* _GIVEN RECORDS_:
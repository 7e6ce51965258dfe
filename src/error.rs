// src/error.rs
use std::fmt;

use thiserror::Error;
use validator::ValidationErrors;

use crate::types::application::ApplicationStatus;

pub const GENERIC_ERROR_MESSAGE: &str = "Something went wrong. Please try again.";

/// A single form field that failed client-side validation
#[derive(Debug, Clone, PartialEq, Eq)]
pub struct FieldError {
    pub field: String,
    pub message: String,
}

impl FieldError {
    pub fn new(field: impl Into<String>, message: impl Into<String>) -> Self {
        Self {
            field: field.into(),
            message: message.into(),
        }
    }
}

/// Flatten derive-validation failures into field errors, ordered by field name
pub fn field_errors_from(errors: &ValidationErrors) -> Vec<FieldError> {
    let mut fields: Vec<FieldError> = errors
        .field_errors()
        .into_iter()
        .flat_map(|(field, problems)| {
            let field = field.to_string();
            problems
                .iter()
                .map(|problem| {
                    let message = problem
                        .message
                        .as_ref()
                        .map(|m| m.to_string())
                        .unwrap_or_else(|| format!("{} is not valid", field));
                    FieldError::new(field.clone(), message)
                })
                .collect::<Vec<_>>()
        })
        .collect();
    fields.sort_by(|a, b| a.field.cmp(&b.field));
    fields
}

impl fmt::Display for FieldError {
    fn fmt(&self, f: &mut fmt::Formatter<'_>) -> fmt::Result {
        write!(f, "{}: {}", self.field, self.message)
    }
}

#[derive(Error, Debug)]
pub enum ApiError {
    #[error("Validation failed: {}", join_fields(.0))]
    Validation(Vec<FieldError>),

    #[error("Server returned {status}: {}", .message.as_deref().unwrap_or("no message"))]
    Server { status: u16, message: Option<String> },

    #[error("Not authorized, log in again")]
    Unauthorized(Option<String>),

    #[error("Not found: {0}")]
    NotFound(String),

    #[error("Illegal status transition from {from} to {to}")]
    IllegalTransition {
        from: ApplicationStatus,
        to: ApplicationStatus,
    },

    #[error("Session expired, log in again")]
    SessionExpired,

    #[error("Transport error: {0}")]
    Transport(String),

    #[error("Failed to decode response: {0}")]
    Decode(String),

    #[error("Configuration error: {0}")]
    Config(String),

    #[error("I/O error: {0}")]
    Io(#[from] std::io::Error),
}

pub type Result<T> = std::result::Result<T, ApiError>;

impl ApiError {
    pub fn validation(field: impl Into<String>, message: impl Into<String>) -> Self {
        ApiError::Validation(vec![FieldError::new(field, message)])
    }

    /// Text shown to a person: the server's own message when it sent one
    pub fn user_message(&self) -> String {
        match self {
            ApiError::Server {
                message: Some(message),
                ..
            } => message.clone(),
            ApiError::Validation(errors) => join_fields(errors),
            ApiError::NotFound(message) => message.clone(),
            ApiError::Unauthorized(Some(message)) => message.clone(),
            ApiError::Unauthorized(None) | ApiError::SessionExpired | ApiError::IllegalTransition { .. } => {
                self.to_string()
            }
            _ => GENERIC_ERROR_MESSAGE.to_string(),
        }
    }

    pub fn field_errors(&self) -> &[FieldError] {
        match self {
            ApiError::Validation(errors) => errors,
            _ => &[],
        }
    }
}

fn join_fields(errors: &[FieldError]) -> String {
    errors
        .iter()
        .map(|e| e.to_string())
        .collect::<Vec<_>>()
        .join("; ")
}

#[cfg(test)]
mod tests {
    use super::*;

    #[test]
    fn test_user_message_prefers_server_text() {
        let err = ApiError::Server {
            status: 400,
            message: Some("You have already applied for this job".to_string()),
        };
        assert_eq!(err.user_message(), "You have already applied for this job");
    }

    #[test]
    fn test_user_message_falls_back_to_generic() {
        let err = ApiError::Server {
            status: 502,
            message: None,
        };
        assert_eq!(err.user_message(), GENERIC_ERROR_MESSAGE);
        assert_eq!(
            ApiError::Transport("connection refused".into()).user_message(),
            GENERIC_ERROR_MESSAGE
        );
    }

    #[test]
    fn test_unauthorized_keeps_server_text() {
        let err = ApiError::Unauthorized(Some("Your account is suspended".to_string()));
        assert_eq!(err.user_message(), "Your account is suspended");
        assert_eq!(
            ApiError::Unauthorized(None).user_message(),
            "Not authorized, log in again"
        );
    }

    #[test]
    fn test_validation_lists_every_field() {
        let err = ApiError::Validation(vec![
            FieldError::new("phone", "phone is required"),
            FieldError::new("resume", "resume required"),
        ]);
        assert_eq!(err.field_errors().len(), 2);
        assert_eq!(
            err.user_message(),
            "phone: phone is required; resume: resume required"
        );
    }
}
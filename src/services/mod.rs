// src/services/mod.rs
//! One function per REST endpoint. Services share nothing but the client.

pub mod admin;
pub mod auth;
pub mod blog;
pub mod career;

pub use admin::AdminService;
pub use auth::AuthService;
pub use blog::BlogService;
pub use career::CareerService;
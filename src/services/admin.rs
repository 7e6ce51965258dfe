// src/services/admin.rs
//! Admin panel endpoints: users, jobs, applications, courses, lessons,
//! classes and the dashboard aggregates.

use tracing::{info, warn};

use crate::core::api_client::{segment, ApiClient};
use crate::core::query::ListQuery;
use crate::error::Result;
use crate::types::{
    Application, Class, ClassDraft, Course, CourseDraft, DashboardStats, Job, JobDraft, Lesson,
    Page, StatusUpdate, User, UserDraft,
};

const USERS_ENDPOINT: &str = "/admin/users";
const JOBS_ENDPOINT: &str = "/admin/careers/jobs";
const APPLICATIONS_ENDPOINT: &str = "/admin/careers/applications";
const COURSES_ENDPOINT: &str = "/admin/courses";
const CLASSES_ENDPOINT: &str = "/admin/classes";
const DASHBOARD_ENDPOINT: &str = "/admin/dashboard/stats";

fn item(base: &str, id: &str) -> String {
    format!("{}/{}", base, segment(id))
}

#[derive(Clone)]
pub struct AdminService {
    client: ApiClient,
}

impl AdminService {
    pub fn new(client: ApiClient) -> Self {
        Self { client }
    }

    pub fn client(&self) -> &ApiClient {
        &self.client
    }

    // ===== Users =====

    pub async fn list_users(&self, query: &ListQuery) -> Result<Page<User>> {
        self.client.get_list(USERS_ENDPOINT, query).await
    }

    pub async fn get_user(&self, user_id: &str) -> Result<User> {
        self.client.get(&item(USERS_ENDPOINT, user_id)).await
    }

    pub async fn create_user(&self, draft: &UserDraft) -> Result<User> {
        let draft = draft.normalized();
        draft.validate()?;
        self.client.post(USERS_ENDPOINT, &draft).await
    }

    pub async fn update_user(&self, user_id: &str, draft: &UserDraft) -> Result<User> {
        let draft = draft.normalized();
        draft.validate()?;
        self.client.put(&item(USERS_ENDPOINT, user_id), &draft).await
    }

    pub async fn delete_user(&self, user_id: &str) -> Result<()> {
        self.client.delete(&item(USERS_ENDPOINT, user_id)).await
    }

    // ===== Jobs =====

    pub async fn list_jobs(&self, query: &ListQuery) -> Result<Page<Job>> {
        self.client.get_list(JOBS_ENDPOINT, query).await
    }

    pub async fn get_job(&self, job_id: &str) -> Result<Job> {
        self.client.get(&item(JOBS_ENDPOINT, job_id)).await
    }

    pub async fn create_job(&self, draft: &JobDraft) -> Result<Job> {
        let draft = draft.normalized();
        draft.validate()?;
        self.client.post(JOBS_ENDPOINT, &draft).await
    }

    pub async fn update_job(&self, job_id: &str, draft: &JobDraft) -> Result<Job> {
        let draft = draft.normalized();
        draft.validate()?;
        self.client.put(&item(JOBS_ENDPOINT, job_id), &draft).await
    }

    /// Toggle the publication flags. The whole record is re-sent, so the
    /// current version is fetched first.
    pub async fn set_job_flags(
        &self,
        job_id: &str,
        published: Option<bool>,
        featured: Option<bool>,
    ) -> Result<Job> {
        let current = self.get_job(job_id).await?;
        let mut draft = JobDraft::from(&current);
        if let Some(published) = published {
            draft.is_published = published;
        }
        if let Some(featured) = featured {
            draft.is_featured = featured;
        }
        self.update_job(job_id, &draft).await
    }

    pub async fn delete_job(&self, job_id: &str) -> Result<()> {
        self.client.delete(&item(JOBS_ENDPOINT, job_id)).await
    }

    // ===== Applications =====

    pub async fn list_applications(&self, query: &ListQuery) -> Result<Page<Application>> {
        self.client.get_list(APPLICATIONS_ENDPOINT, query).await
    }

    pub async fn get_application(&self, application_id: &str) -> Result<Application> {
        self.client
            .get(&item(APPLICATIONS_ENDPOINT, application_id))
            .await
    }

    /// Persist a review edit. The transition from `current.status` is
    /// checked before anything is sent.
    pub async fn update_application(
        &self,
        current: &Application,
        update: &StatusUpdate,
    ) -> Result<Application> {
        if let Err(e) = current.status.transition(update.status) {
            warn!("Refusing update of application {}: {}", current.id, e);
            return Err(e);
        }

        info!(
            "Application {}: {} -> {}",
            current.id, current.status, update.status
        );
        self.client
            .put(&item(APPLICATIONS_ENDPOINT, &current.id), update)
            .await
    }

    /// Fetch the current record, then apply `update` to it
    pub async fn set_application_status(
        &self,
        application_id: &str,
        update: &StatusUpdate,
    ) -> Result<Application> {
        let current = self.get_application(application_id).await?;
        self.update_application(&current, update).await
    }

    pub async fn delete_application(&self, application_id: &str) -> Result<()> {
        self.client
            .delete(&item(APPLICATIONS_ENDPOINT, application_id))
            .await
    }

    // ===== Courses & lessons =====

    pub async fn list_courses(&self, query: &ListQuery) -> Result<Page<Course>> {
        self.client.get_list(COURSES_ENDPOINT, query).await
    }

    pub async fn get_course(&self, course_id: &str) -> Result<Course> {
        self.client.get(&item(COURSES_ENDPOINT, course_id)).await
    }

    pub async fn create_course(&self, draft: &CourseDraft) -> Result<Course> {
        self.client.post(COURSES_ENDPOINT, draft).await
    }

    pub async fn update_course(&self, course_id: &str, draft: &CourseDraft) -> Result<Course> {
        self.client.put(&item(COURSES_ENDPOINT, course_id), draft).await
    }

    pub async fn delete_course(&self, course_id: &str) -> Result<()> {
        self.client.delete(&item(COURSES_ENDPOINT, course_id)).await
    }

    /// Lessons sorted by their position in the course
    pub async fn list_lessons(&self, course_id: &str) -> Result<Vec<Lesson>> {
        let page: Page<Lesson> = self
            .client
            .get(&format!("{}/lessons", item(COURSES_ENDPOINT, course_id)))
            .await?;
        let mut lessons = page.items;
        lessons.sort_by_key(|lesson| lesson.order);
        Ok(lessons)
    }

    // ===== Classes =====

    pub async fn list_classes(&self, query: &ListQuery) -> Result<Page<Class>> {
        self.client.get_list(CLASSES_ENDPOINT, query).await
    }

    pub async fn get_class(&self, class_id: &str) -> Result<Class> {
        self.client.get(&item(CLASSES_ENDPOINT, class_id)).await
    }

    pub async fn create_class(&self, draft: &ClassDraft) -> Result<Class> {
        let draft = draft.normalized();
        draft.validate()?;
        self.client.post(CLASSES_ENDPOINT, &draft).await
    }

    pub async fn update_class(&self, class_id: &str, draft: &ClassDraft) -> Result<Class> {
        let draft = draft.normalized();
        draft.validate()?;
        self.client.put(&item(CLASSES_ENDPOINT, class_id), &draft).await
    }

    pub async fn delete_class(&self, class_id: &str) -> Result<()> {
        self.client.delete(&item(CLASSES_ENDPOINT, class_id)).await
    }

    // ===== Dashboard =====

    pub async fn dashboard_stats(&self) -> Result<DashboardStats> {
        self.client.get(DASHBOARD_ENDPOINT).await
    }
}
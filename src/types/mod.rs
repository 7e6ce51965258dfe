// src/types/mod.rs
//! Records exchanged with the careers / learning backend

pub mod application;
pub mod blog;
pub mod course;
pub mod job;
pub mod response;
pub mod timestamp;
pub mod user;

pub use application::{
    ApplicantRef, Application, ApplicationForm, ApplicationPayload, ApplicationStatus,
    StatusUpdate,
};
pub use blog::{Author, BlogCategory, BlogPost, PostDraft};
pub use course::{Class, ClassDraft, Course, CourseDraft, Lesson};
pub use job::{EmploymentType, ExperienceLevel, Job, JobDraft, Location};
pub use response::{DashboardStats, LoginResponse, Page, StatusBreakdown, UploadResponse};
pub use user::{User, UserDraft, UserRole};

* _BRIEF_: Line count for "base": count the lines in the records above that contain this word, and write only the number.

* _WRITTEN RESPONSE_: 2